Last month we released our draft report into retail fuel market study outlining our preliminary findings that the fuel market is not as competitive as it could be. As part of our report we outline some options we believe could improve competition in the market, including greater contractual freedom to make it easier for resellers to switch between suppliers and wider participation in the majors’ joint infrastructure. We are now consulting on our draft and would like to hear your views and the views of consumers. We have a short form on our website that can be used to provide feedback or alternatively you can email firstname.lastname@example.org. Feedback is due 4pm, Friday 13 September. Our final report will be released in December.
Our Competition Matters conference was held in July for the first time in Auckland. It was a great success and I have really enjoyed hearing the feedback from those that attended. In addition to a great range of local and international speakers we released our 2019/20 priorities at the conference. We have four broad groups of priorities this year – enduring priorities, focus areas, connecting and legislative change. You can read more about the conference and our 2019/20 priorities in this edition of Bulletin.
In July, we appeared before the Finance and Expenditure select committee on proposed reforms to consumer credit legislation that we enforce (Credit Contracts and Consumer Finance Act (CCCF Act)). Lenders have reported difficulty in interpreting and applying the CCCF Act and enforcement can be complicated and resource intensive leading to investigations taking longer than we would like at times. We support reform that will improve the effectiveness of the Act, simplify it to some extent and make the Act easier to enforce.

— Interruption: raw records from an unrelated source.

use std::{path::PathBuf, sync::Arc};

use async_channel::Receiver;
use futures::future::join_all;
use tokio::task::JoinHandle;
use typed_builder::TypedBuilder;

use super::{ExecutionContext, Executor, dispatch};
use crate::{
    aggregate::Counters,
    batch::Batch,
    error::{Error, Result},
    invoker::Invoker,
    sink::{OutputPartition, create_partitions},
    task::WorkItem,
};

/// Persistent worker pool draining one shared queue.
///
/// `workers` long-lived tasks are spawned up front. The producer enqueues every
/// item in batch order and then closes the queue; closing means "no more work",
/// so workers keep draining until the queue is both closed and empty. Workers
/// block on the queue, they never poll.
///
/// When `output_dir` is set, worker `i` owns `{output_dir}/worker_{i}_output.ndjson`
/// and appends the body of every successful response to it. Partitions are
/// created before any worker starts: failing to create one aborts the run.
#[derive(Clone, Debug, TypedBuilder)]
pub struct QueueExecutor {
    #[builder(default = 10)]
    pub workers: usize,
    #[builder(default, setter(strip_option, into))]
    pub output_dir: Option<PathBuf>,
}

impl Executor for QueueExecutor {
    async fn exec<I: Invoker + 'static>(&self, batch: Batch<I>) -> Result<Counters> {
        let Batch {
            name,
            items,
            invoker,
            aggregator,
            policy,
        } = batch;
        if self.workers == 0 {
            return Err(Error::InvalidConfig(
                "worker pool needs at least 1 worker".into(),
            ));
        }

        let partitions: Vec<Option<OutputPartition>> = match &self.output_dir {
            Some(dir) => create_partitions(dir, self.workers)
                .await?
                .into_iter()
                .map(Some)
                .collect(),
            None => (0..self.workers).map(|_| None).collect(),
        };

        let ctx = ExecutionContext::new(aggregator, policy);
        let (queue, jobs) = async_channel::unbounded::<WorkItem>();

        tracing::info!("Spawning {} workers for {name}...", self.workers);
        let handles = spawn_workers(&ctx, invoker, &jobs, partitions);

        tracing::info!("Enqueuing {} items...", items.len());
        for item in items {
            // Unbounded and `jobs` is still alive, so this cannot fail.
            if queue.send(item).await.is_err() {
                break;
            }
        }
        queue.close();

        for (worker, result) in join_all(handles).await.into_iter().enumerate() {
            match result {
                Ok(Ok(records)) => tracing::debug!("Worker {worker} wrote {records} records"),
                Ok(Err(e)) => tracing::error!("Worker {worker}: {e}"),
                Err(e) => tracing::error!("Worker {worker} died: {e}"),
            }
        }

        // Left over after cancellation, or if every worker died.
        let mut remaining = 0;
        while jobs.try_recv().is_ok() {
            remaining += 1;
        }
        if remaining > 0 {
            tracing::warn!("{name}: {remaining} items not dispatched");
            ctx.aggregator.skip(remaining);
        }

        let result = ctx.finish(&name);
        if let Ok(counters) = &result {
            tracing::info!(
                "Done with {name}: {} requests, {} failed",
                counters.dispatched,
                counters.failed()
            );
        }
        result
    }
}

/// Spawns one worker per partition slot.
fn spawn_workers<I: Invoker + 'static>(
    ctx: &ExecutionContext,
    invoker: Arc<I>,
    jobs: &Receiver<WorkItem>,
    partitions: Vec<Option<OutputPartition>>,
) -> Vec<JoinHandle<Result<u64>>> {
    partitions
        .into_iter()
        .enumerate()
        .map(|(worker, partition)| {
            tokio::spawn(worker_task(
                worker,
                ctx.clone(),
                invoker.clone(),
                jobs.clone(),
                partition,
            ))
        })
        .collect()
}

/// Drains `jobs` until it is closed and empty, or the batch is cancelled.
/// Returns how many records went to the worker's partition.
async fn worker_task<I: Invoker>(
    worker: usize,
    ctx: ExecutionContext,
    invoker: Arc<I>,
    jobs: Receiver<WorkItem>,
    mut partition: Option<OutputPartition>,
) -> Result<u64> {
    tracing::debug!("Worker {worker} started.");
    let mut cancelled = ctx.cancelled();

    loop {
        let item = tokio::select! {
            biased;
            _ = cancelled.wait_for(|c| *c) => break,
            item = jobs.recv() => match item {
                Ok(item) => item,
                Err(_) => break,
            },
        };

        let invocation = dispatch(&ctx, invoker.as_ref(), &item).await;
        if let (Some(partition), Some(body)) = (partition.as_mut(), invocation.body.as_deref()) {
            // The outcome is already recorded; a lost body is only logged.
            if let Err(e) = partition.append(body).await {
                tracing::warn!("Worker {worker}: {e}");
            }
        }
    }

    tracing::debug!("Worker {worker} shutting down.");
    match partition {
        Some(partition) => partition.finish().await,
        None => Ok(0),
    }
}

#[cfg(test)]
mod tests {
    use std::{collections::HashSet, time::Duration};

    use wiremock::{Mock, MockServer, Request, ResponseTemplate, matchers::method};

    use super::*;
    use crate::{
        aggregate::Aggregator,
        config::{InvokerConfig, QuerySpec},
        executor::{
            FailurePolicy,
            testing::{Instrumented, server_error, uploads},
        },
        invoker::HttpInvoker,
        sink::partition_file_name,
        task::{query_items, shuffle},
    };

    fn pool(workers: usize) -> QueueExecutor {
        QueueExecutor::builder().workers(workers).build()
    }

    #[tokio::test]
    async fn empty_queue_returns_zeroed_counters() {
        let dir = tempfile::tempdir().unwrap();
        let counters = Batch::builder()
            .name("empty")
            .items(vec![])
            .invoker(Arc::new(Instrumented::default()))
            .build()
            .run(
                &QueueExecutor::builder()
                    .workers(3)
                    .output_dir(dir.path())
                    .build(),
            )
            .await
            .unwrap();
        assert_eq!(counters, Counters::default());
        for worker in 0..3 {
            let content = std::fs::read_to_string(dir.path().join(partition_file_name(worker)));
            assert_eq!(content.unwrap(), "");
        }
    }

    #[tokio::test(flavor = "multi_thread", worker_threads = 4)]
    async fn every_item_is_recorded_once_and_pool_size_holds() {
        for workers in [1, 3, 10] {
            let k = 60;
            let mut invoker = Instrumented::with_delay(Duration::from_millis(1));
            invoker.script.insert(7, server_error());
            let invoker = Arc::new(invoker);
            let counters = Batch::builder()
                .name("queries")
                .items(uploads(k))
                .invoker(invoker.clone())
                .build()
                .run(&pool(workers))
                .await
                .unwrap();

            assert_eq!(counters.succeeded, (k - 1) as u64);
            assert_eq!(counters.failed(), 1);
            assert!(invoker.peak() <= workers);

            let seen = invoker.seen();
            let unique: HashSet<_> = seen.iter().copied().collect();
            assert_eq!(seen.len(), k);
            assert_eq!(unique.len(), k);
        }
    }

    #[tokio::test]
    async fn single_worker_dispatches_in_queue_order() {
        let mut items = uploads(25);
        shuffle(&mut items);
        let expected: Vec<_> = items.iter().map(|item| item.index).collect();

        let invoker = Arc::new(Instrumented::default());
        Batch::builder()
            .name("ordered")
            .items(items)
            .invoker(invoker.clone())
            .build()
            .run(&pool(1))
            .await
            .unwrap();
        assert_eq!(invoker.seen(), expected);
    }

    #[tokio::test]
    async fn panicking_item_does_not_kill_the_worker() {
        let invoker = Instrumented {
            panics_on: vec![2],
            ..Instrumented::default()
        };
        let counters = Batch::builder()
            .name("queries")
            .items(uploads(8))
            .invoker(Arc::new(invoker))
            .build()
            .run(&pool(1))
            .await
            .unwrap();
        assert_eq!(counters.succeeded, 7);
        assert_eq!(counters.errored, 1);
    }

    #[tokio::test]
    async fn abort_policy_counts_undispatched_items_as_skipped() {
        let mut invoker = Instrumented::default();
        invoker.script.insert(3, server_error());
        let aggregator = Aggregator::new();
        let err = Batch::builder()
            .name("queries")
            .items(uploads(10))
            .invoker(Arc::new(invoker))
            .aggregator(aggregator.clone())
            .policy(FailurePolicy::Abort)
            .build()
            .run(&pool(1))
            .await
            .unwrap_err();

        assert!(matches!(err, Error::Escalated { index: 3, .. }));
        let counters = aggregator.snapshot();
        assert_eq!(counters.dispatched, 4);
        assert_eq!(counters.skipped, 6);
    }

    #[tokio::test(flavor = "multi_thread", worker_threads = 4)]
    async fn abort_with_several_workers_settles_in_flight_items() {
        let mut invoker = Instrumented::with_delay(Duration::from_millis(20));
        invoker.script.insert(5, server_error());
        let invoker = Arc::new(invoker);
        let aggregator = Aggregator::new();
        let err = Batch::builder()
            .name("queries")
            .items(uploads(40))
            .invoker(invoker.clone())
            .aggregator(aggregator.clone())
            .policy(FailurePolicy::Abort)
            .build()
            .run(&pool(4))
            .await
            .unwrap_err();

        assert!(matches!(err, Error::Escalated { index: 5, .. }));
        let counters = aggregator.snapshot();
        assert_eq!(counters.dispatched, invoker.seen().len() as u64);
        assert_eq!(counters.succeeded + counters.failed() + counters.skipped, 40);
        assert_eq!(counters.errored, 1);
        assert!(counters.skipped > 0);
        assert!(invoker.peak() <= 4);
    }

    #[tokio::test(flavor = "multi_thread", worker_threads = 4)]
    async fn successful_bodies_land_in_worker_partitions() {
        let server = MockServer::start().await;
        Mock::given(method("GET"))
            .respond_with(|req: &Request| {
                if req.url.path().ends_with("/missing") {
                    ResponseTemplate::new(404)
                } else {
                    ResponseTemplate::new(200)
                        .set_body_string(format!(r#"{{"path":"{}"}}"#, req.url.path()))
                }
            })
            .mount(&server)
            .await;

        let query = QuerySpec {
            name: "patient".into(),
            query_code: "/Patient/{id}".into(),
            id_pool_file: PathBuf::from("unused"),
        };
        let mut ids: Vec<String> = (0..20).map(|i| format!("p{i}")).collect();
        ids.push("missing".into());
        let mut items = query_items([(&query, ids)]);
        shuffle(&mut items);

        let dir = tempfile::tempdir().unwrap();
        let invoker = HttpInvoker::new(InvokerConfig::builder().base_url(server.uri()).build())
            .unwrap();
        let counters = Batch::builder()
            .name("replay")
            .items(items)
            .invoker(Arc::new(invoker))
            .build()
            .run(
                &QueueExecutor::builder()
                    .workers(4)
                    .output_dir(dir.path())
                    .build(),
            )
            .await
            .unwrap();

        assert_eq!(counters.succeeded, 20);
        assert_eq!(counters.rejected, 1);

        let mut lines = Vec::new();
        for worker in 0..4 {
            let content =
                std::fs::read_to_string(dir.path().join(partition_file_name(worker))).unwrap();
            lines.extend(content.lines().map(str::to_owned));
        }
        lines.sort();
        let mut expected: Vec<_> = (0..20)
            .map(|i| format!(r#"{{"path":"/Patient/p{i}"}}"#))
            .collect();
        expected.sort();
        assert_eq!(lines, expected);
    }
}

Despite the challenges with the CCCF Act we have been an active enforcer in this area and in the last couple of months have announced that we have filed proceedings against NZ Fintech Limited (trading as Moola) and Pretty Penny for alleged breaches of the lender responsibility principles, Westpac for alleged disclosure breaches and Real Finance for alleged unreasonable fees. In addition, we signed a settlement agreement with Aotea Finance which will result in nearly $2.7 million being credited or refunded to thousands of borrowers after Aotea Finance failed to disclose all the key information in their credit contracts.
This month we will be launching our new Compliance and Investigations team within our regulation branch. Steve Bass (currently Compliance Manager in the Energy, Airports and Dairy team) will head-up this function providing an enhanced enforcement focus across our regulatory work. We aim to provide greater clarity on our enforcement approach, including by broadening the scope of revised Enforcement Response Guidelines to cover regulated industries. Our revised guidelines will be published later this year and we look forward to your feedback on them.